## Task instructions:
Go through the data below and return each line where the string "today" appears.

## The records:
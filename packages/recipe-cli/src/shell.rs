//! Interactive recipe browser.
//!
//! Lists recipes, then offers the actions the acting user may take on the
//! selected one. Which actions appear is driven by the handle's permission
//! flags, the same ones a graphical front-end would bind to.

use anyhow::Result;
use chrono::{Local, NaiveDate};
use colored::Colorize;
use dialoguer::{theme::ColorfulTheme, Confirm, Input, Select};
use std::sync::Arc;

use recipe_core::common::RecipeId;
use recipe_core::domains::meal_plan::{date_key, is_past_date_now, MealType};
use recipe_core::domains::recipes::machines::{EnhancementStatus, ModerationStatus};
use recipe_core::domains::recipes::{
    ActionOutcome, Recipe, RecipeActions, RecipeEdit, Visibility,
};
use recipe_core::kernel::{InMemoryRecipeStore, RecipeKernel};

use crate::context::{PendingNavigation, Route};

#[derive(Debug, Clone, Copy, PartialEq, Eq)]
enum MenuItem {
    ThumbUp,
    ThumbDown,
    Enhance,
    Review,
    Copy,
    PlanMeal,
    ClearMeal,
    Edit,
    ToggleSharing,
    Transfer,
    Delete,
    Back,
}

impl MenuItem {
    fn label(&self, actions: &RecipeActions) -> String {
        match self {
            MenuItem::ThumbUp => "👍 Thumbs up".to_string(),
            MenuItem::ThumbDown => "👎 Thumbs down".to_string(),
            MenuItem::Enhance => "✨ Enhance".to_string(),
            MenuItem::Review => "🔍 Review enhancement".to_string(),
            MenuItem::Copy => "📋 Copy to my household".to_string(),
            MenuItem::PlanMeal => "📅 Plan meal".to_string(),
            MenuItem::ClearMeal => "🧹 Clear meal slot".to_string(),
            MenuItem::Edit => "✏️  Edit details".to_string(),
            MenuItem::ToggleSharing => match actions.recipe().map(|r| r.visibility) {
                Some(Visibility::Shared) => "🔒 Stop sharing".to_string(),
                _ => "🌍 Share with other households".to_string(),
            },
            MenuItem::Transfer => "🏠 Move to household".to_string(),
            MenuItem::Delete => "🗑  Delete".to_string(),
            MenuItem::Back => "⬅  Back".to_string(),
        }
    }

    /// Items shown for the current permission flags.
    fn available(actions: &RecipeActions) -> Vec<MenuItem> {
        let owned = actions.is_owned() == Some(true);
        let mut items = Vec::new();
        if owned {
            items.extend([MenuItem::ThumbUp, MenuItem::ThumbDown]);
        }
        if actions.can_enhance() {
            items.push(MenuItem::Enhance);
        }
        if owned && actions.needs_review() {
            items.push(MenuItem::Review);
        }
        if actions.can_copy() {
            items.push(MenuItem::Copy);
        }
        items.extend([MenuItem::PlanMeal, MenuItem::ClearMeal]);
        if actions.can_edit() {
            items.push(MenuItem::Edit);
            if !actions.is_copy() {
                items.push(MenuItem::ToggleSharing);
            }
        }
        if actions.capabilities().can_transfer_household {
            items.push(MenuItem::Transfer);
        }
        items.extend([MenuItem::Delete, MenuItem::Back]);
        items
    }
}

/// Browse recipes until the user exits.
pub async fn run(
    kernel: Arc<RecipeKernel>,
    store: &InMemoryRecipeStore,
    navigation: &PendingNavigation,
) -> Result<()> {
    let theme = ColorfulTheme::default();

    loop {
        let recipes = store.snapshot()?.recipes;
        let mut labels: Vec<String> = recipes.iter().map(summary).collect();
        labels.push("🛑 Exit".to_string());

        let selection = Select::with_theme(&theme)
            .with_prompt("Pick a recipe")
            .items(&labels)
            .default(0)
            .interact()?;

        let Some(recipe) = recipes.get(selection) else {
            println!("{}", "👋 Goodbye!".bright_blue());
            return Ok(());
        };

        let mut next = Some(recipe.id);
        while let Some(id) = next.take() {
            let mut actions = RecipeActions::open(kernel.clone(), id).await;
            next = recipe_menu(&mut actions, navigation, &theme).await?;
        }
    }
}

/// Act on one recipe. Returns the recipe to open next, if navigation asked for one.
async fn recipe_menu(
    actions: &mut RecipeActions,
    navigation: &PendingNavigation,
    theme: &ColorfulTheme,
) -> Result<Option<RecipeId>> {
    loop {
        let Some(recipe) = actions.recipe().cloned() else {
            println!("{}", "Recipe no longer exists.".yellow());
            return Ok(None);
        };

        println!();
        println!("{}", summary(&recipe).bold());
        print_details(&recipe);

        let items = MenuItem::available(actions);
        let labels: Vec<String> = items.iter().map(|item| item.label(actions)).collect();
        let selection = Select::with_theme(theme)
            .with_prompt("What would you like to do?")
            .items(&labels)
            .default(0)
            .interact()?;

        match items[selection] {
            MenuItem::ThumbUp => {
                actions.thumb_up().await;
            }
            MenuItem::ThumbDown => {
                actions.thumb_down().await;
            }
            MenuItem::Enhance => {
                actions.request_enhance().await;
                if actions.show_enhancement_review_modal() {
                    review(actions, theme).await?;
                }
            }
            MenuItem::Review => {
                actions.set_show_enhancement_review_modal(true);
                review(actions, theme).await?;
            }
            MenuItem::Copy => {
                actions.request_copy().await;
            }
            MenuItem::PlanMeal => {
                actions.set_show_plan_modal(true);
                loop {
                    let (date, meal_type) = pick_slot(theme)?;
                    let outcome = actions.plan_meal(date, meal_type).await;
                    if !offer_retry(outcome, actions.show_plan_modal(), theme)? {
                        break;
                    }
                }
                actions.set_show_plan_modal(false);
            }
            MenuItem::ClearMeal => {
                let (date, meal_type) = pick_slot(theme)?;
                actions.clear_meal(date, meal_type).await;
            }
            MenuItem::Edit => {
                actions.set_show_edit_modal(true);
                loop {
                    let edit = edit_form(&recipe, theme)?;
                    let outcome = actions.save_edits(edit).await;
                    if !offer_retry(outcome, actions.show_edit_modal(), theme)? {
                        break;
                    }
                }
                actions.set_show_edit_modal(false);
            }
            MenuItem::ToggleSharing => {
                let target = match recipe.visibility {
                    Visibility::Shared => Visibility::Household,
                    Visibility::Household => Visibility::Shared,
                };
                actions.set_visibility(target).await;
            }
            MenuItem::Transfer => {
                actions.set_show_transfer_modal(true);
                let households = actions.load_households().await;
                let names: Vec<&str> = households.iter().map(|h| h.name.as_str()).collect();
                while !households.is_empty() {
                    let picked = Select::with_theme(theme)
                        .with_prompt("Move to which household?")
                        .items(&names)
                        .interact_opt()?;
                    let Some(index) = picked else {
                        break;
                    };
                    let outcome = actions.transfer_household(&households[index]).await;
                    if !offer_retry(outcome, actions.show_transfer_modal(), theme)? {
                        break;
                    }
                }
                actions.set_show_transfer_modal(false);
            }
            MenuItem::Delete => {
                actions.delete().await;
            }
            MenuItem::Back => return Ok(None),
        }

        match navigation.take() {
            Some(Route::Back) => return Ok(None),
            Some(Route::Recipe(id)) => return Ok(Some(id)),
            None => {}
        }
    }
}

/// A failed action leaves its modal open; the shell mirrors that by
/// offering to go again instead of dropping the user's input.
fn offer_retry(outcome: ActionOutcome, modal_open: bool, theme: &ColorfulTheme) -> Result<bool> {
    if !wants_retry(outcome, modal_open) {
        return Ok(false);
    }
    Ok(Confirm::with_theme(theme)
        .with_prompt("Try again?")
        .default(true)
        .interact()?)
}

fn wants_retry(outcome: ActionOutcome, modal_open: bool) -> bool {
    modal_open && outcome == ActionOutcome::Failed
}

async fn review(actions: &mut RecipeActions, theme: &ColorfulTheme) -> Result<()> {
    let choice = Select::with_theme(theme)
        .with_prompt("Keep the enhanced version?")
        .items(&["✅ Approve", "↩️  Reject", "Later"])
        .default(0)
        .interact()?;
    match choice {
        0 => {
            actions.approve_enhancement().await;
        }
        1 => {
            actions.reject_enhancement().await;
        }
        _ => actions.set_show_enhancement_review_modal(false),
    }
    Ok(())
}

fn pick_slot(theme: &ColorfulTheme) -> Result<(NaiveDate, MealType)> {
    let today = date_key(Local::now().date_naive());
    let date: NaiveDate = Input::with_theme(theme)
        .with_prompt("Date (YYYY-MM-DD)")
        .default(today)
        .validate_with(|input: &String| -> std::result::Result<(), String> {
            input
                .parse::<NaiveDate>()
                .map(|_| ())
                .map_err(|e| e.to_string())
        })
        .interact_text()?
        .parse()?;
    if is_past_date_now(date) {
        println!("{}", "Note: that day is already past.".yellow());
    }

    let meal_labels: Vec<&str> = MealType::ALL.iter().map(|m| m.as_str()).collect();
    let index = Select::with_theme(theme)
        .with_prompt("Meal")
        .items(&meal_labels)
        .default(0)
        .interact()?;
    Ok((date, MealType::ALL[index]))
}

fn edit_form(recipe: &Recipe, theme: &ColorfulTheme) -> Result<RecipeEdit> {
    let servings: String = Input::with_theme(theme)
        .with_prompt("Servings (blank to keep)")
        .allow_empty(true)
        .interact_text()?;
    let tags: String = Input::with_theme(theme)
        .with_prompt("Tags, comma separated (blank to keep)")
        .with_initial_text(recipe.tags.join(", "))
        .allow_empty(true)
        .interact_text()?;

    let tags: Vec<String> = tags
        .split(',')
        .map(|tag| tag.trim().to_string())
        .filter(|tag| !tag.is_empty())
        .collect();

    Ok(RecipeEdit {
        servings: servings.trim().parse().ok(),
        tags: (tags != recipe.tags).then_some(tags),
        ..Default::default()
    })
}

fn summary(recipe: &Recipe) -> String {
    let moderation = match ModerationStatus::of(recipe) {
        ModerationStatus::Approved => "★".bright_yellow().to_string(),
        ModerationStatus::Hidden => "⊘".dimmed().to_string(),
        ModerationStatus::Pending => "·".normal().to_string(),
    };
    let enhancement = match EnhancementStatus::of(recipe) {
        EnhancementStatus::AwaitingReview => " ✨ needs review".magenta().to_string(),
        EnhancementStatus::Reviewed => " ✨".magenta().to_string(),
        EnhancementStatus::Original => String::new(),
    };
    format!("{} {}{}", moderation, recipe.title, enhancement)
}

fn print_details(recipe: &Recipe) {
    let visibility = match recipe.visibility {
        Visibility::Shared => "shared",
        Visibility::Household => "household",
    };
    let mut facts = vec![visibility.to_string()];
    if recipe.is_copy() {
        facts.push("copy".to_string());
    }
    if let Some(servings) = recipe.servings {
        facts.push(format!("serves {}", servings));
    }
    if !recipe.tags.is_empty() {
        facts.push(recipe.tags.join(", "));
    }
    println!("  {}", facts.join(" | ").dimmed());
}

/// Non-interactive listing for `recipes list`.
pub fn print_recipes(store: &InMemoryRecipeStore) -> Result<()> {
    let snapshot = store.snapshot()?;
    for recipe in &snapshot.recipes {
        let household = recipe
            .household_id
            .and_then(|id| snapshot.households.iter().find(|h| h.id == id))
            .map(|h| h.name.as_str())
            .unwrap_or("-");
        println!("{}  {}", summary(recipe), household.dimmed());
    }
    if !snapshot.meal_plan.is_empty() {
        println!();
        println!("{}", "Meal plan".bold());
        for (slot, recipe_id) in &snapshot.meal_plan {
            let title = snapshot
                .recipes
                .iter()
                .find(|r| r.id == *recipe_id)
                .map(|r| r.title.as_str())
                .unwrap_or("(deleted)");
            println!("  {}  {}", slot, title);
        }
    }
    Ok(())
}
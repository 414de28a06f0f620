//! Typed UUID wrappers for compile-time type safety.
//!
//! `Id<T>` wraps a `uuid::Uuid` and carries the entity it identifies as a
//! phantom parameter, so a `HouseholdId` can never be passed where a
//! `RecipeId` was expected.
//!
//! # Example
//!
//! ```rust
//! use recipe_core::common::{HouseholdId, RecipeId};
//!
//! let recipe_id = RecipeId::new();
//! let household_id = HouseholdId::new();
//!
//! // This would be a compile error:
//! // let wrong: RecipeId = household_id;
//! # let _ = (recipe_id, household_id);
//! ```

use serde::{Deserialize, Deserializer, Serialize, Serializer};
use std::cmp::Ordering;
use std::fmt::{self, Debug, Display};
use std::hash::{Hash, Hasher};
use std::marker::PhantomData;
use std::str::FromStr;
use uuid::Uuid;

/// A typed wrapper around `Uuid`.
///
/// Ids are created by the backend; `new()` exists for fixtures and for the
/// in-memory store, which mints ids for copies.
#[repr(transparent)]
pub struct Id<T>(Uuid, PhantomData<fn() -> T>);

impl<T> Id<T> {
    /// Creates a new time-ordered (v7) id.
    #[inline]
    pub fn new() -> Self {
        Self(Uuid::now_v7(), PhantomData)
    }

    #[inline]
    pub fn from_uuid(uuid: Uuid) -> Self {
        Self(uuid, PhantomData)
    }

    #[inline]
    pub fn into_uuid(self) -> Uuid {
        self.0
    }

    /// Parses an `Id` from its hyphenated string form.
    ///
    /// # Errors
    ///
    /// Returns an error if the string is not a valid UUID.
    #[inline]
    pub fn parse(s: &str) -> Result<Self, uuid::Error> {
        Ok(Self(Uuid::parse_str(s)?, PhantomData))
    }

    #[inline]
    pub fn as_uuid(&self) -> &Uuid {
        &self.0
    }
}

impl<T> Default for Id<T> {
    fn default() -> Self {
        Self::new()
    }
}

// ============================================================================
// Standard trait implementations
// ============================================================================

impl<T> Clone for Id<T> {
    #[inline]
    fn clone(&self) -> Self {
        *self
    }
}

impl<T> Copy for Id<T> {}

impl<T> Debug for Id<T> {
    fn fmt(&self, f: &mut fmt::Formatter<'_>) -> fmt::Result {
        let entity = std::any::type_name::<T>()
            .rsplit("::")
            .next()
            .unwrap_or("?");
        f.debug_tuple(&format!("Id<{}>", entity))
            .field(&self.0)
            .finish()
    }
}

impl<T> Display for Id<T> {
    fn fmt(&self, f: &mut fmt::Formatter<'_>) -> fmt::Result {
        Display::fmt(&self.0, f)
    }
}

impl<T> PartialEq for Id<T> {
    #[inline]
    fn eq(&self, other: &Self) -> bool {
        self.0 == other.0
    }
}

impl<T> Eq for Id<T> {}

impl<T> PartialOrd for Id<T> {
    #[inline]
    fn partial_cmp(&self, other: &Self) -> Option<Ordering> {
        Some(self.cmp(other))
    }
}

impl<T> Ord for Id<T> {
    #[inline]
    fn cmp(&self, other: &Self) -> Ordering {
        self.0.cmp(&other.0)
    }
}

impl<T> Hash for Id<T> {
    #[inline]
    fn hash<H: Hasher>(&self, state: &mut H) {
        self.0.hash(state);
    }
}

impl<T> From<Uuid> for Id<T> {
    #[inline]
    fn from(uuid: Uuid) -> Self {
        Self::from_uuid(uuid)
    }
}

impl<T> FromStr for Id<T> {
    type Err = uuid::Error;

    #[inline]
    fn from_str(s: &str) -> Result<Self, Self::Err> {
        Self::parse(s)
    }
}

// ============================================================================
// Serde support
// ============================================================================

impl<T> Serialize for Id<T> {
    fn serialize<S: Serializer>(&self, serializer: S) -> Result<S::Ok, S::Error> {
        self.0.serialize(serializer)
    }
}

impl<'de, T> Deserialize<'de> for Id<T> {
    fn deserialize<D: Deserializer<'de>>(deserializer: D) -> Result<Self, D::Error> {
        Uuid::deserialize(deserializer).map(Self::from_uuid)
    }
}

## Exercise output:
    let today = date_key(Local::now().date_naive());
        .default(today)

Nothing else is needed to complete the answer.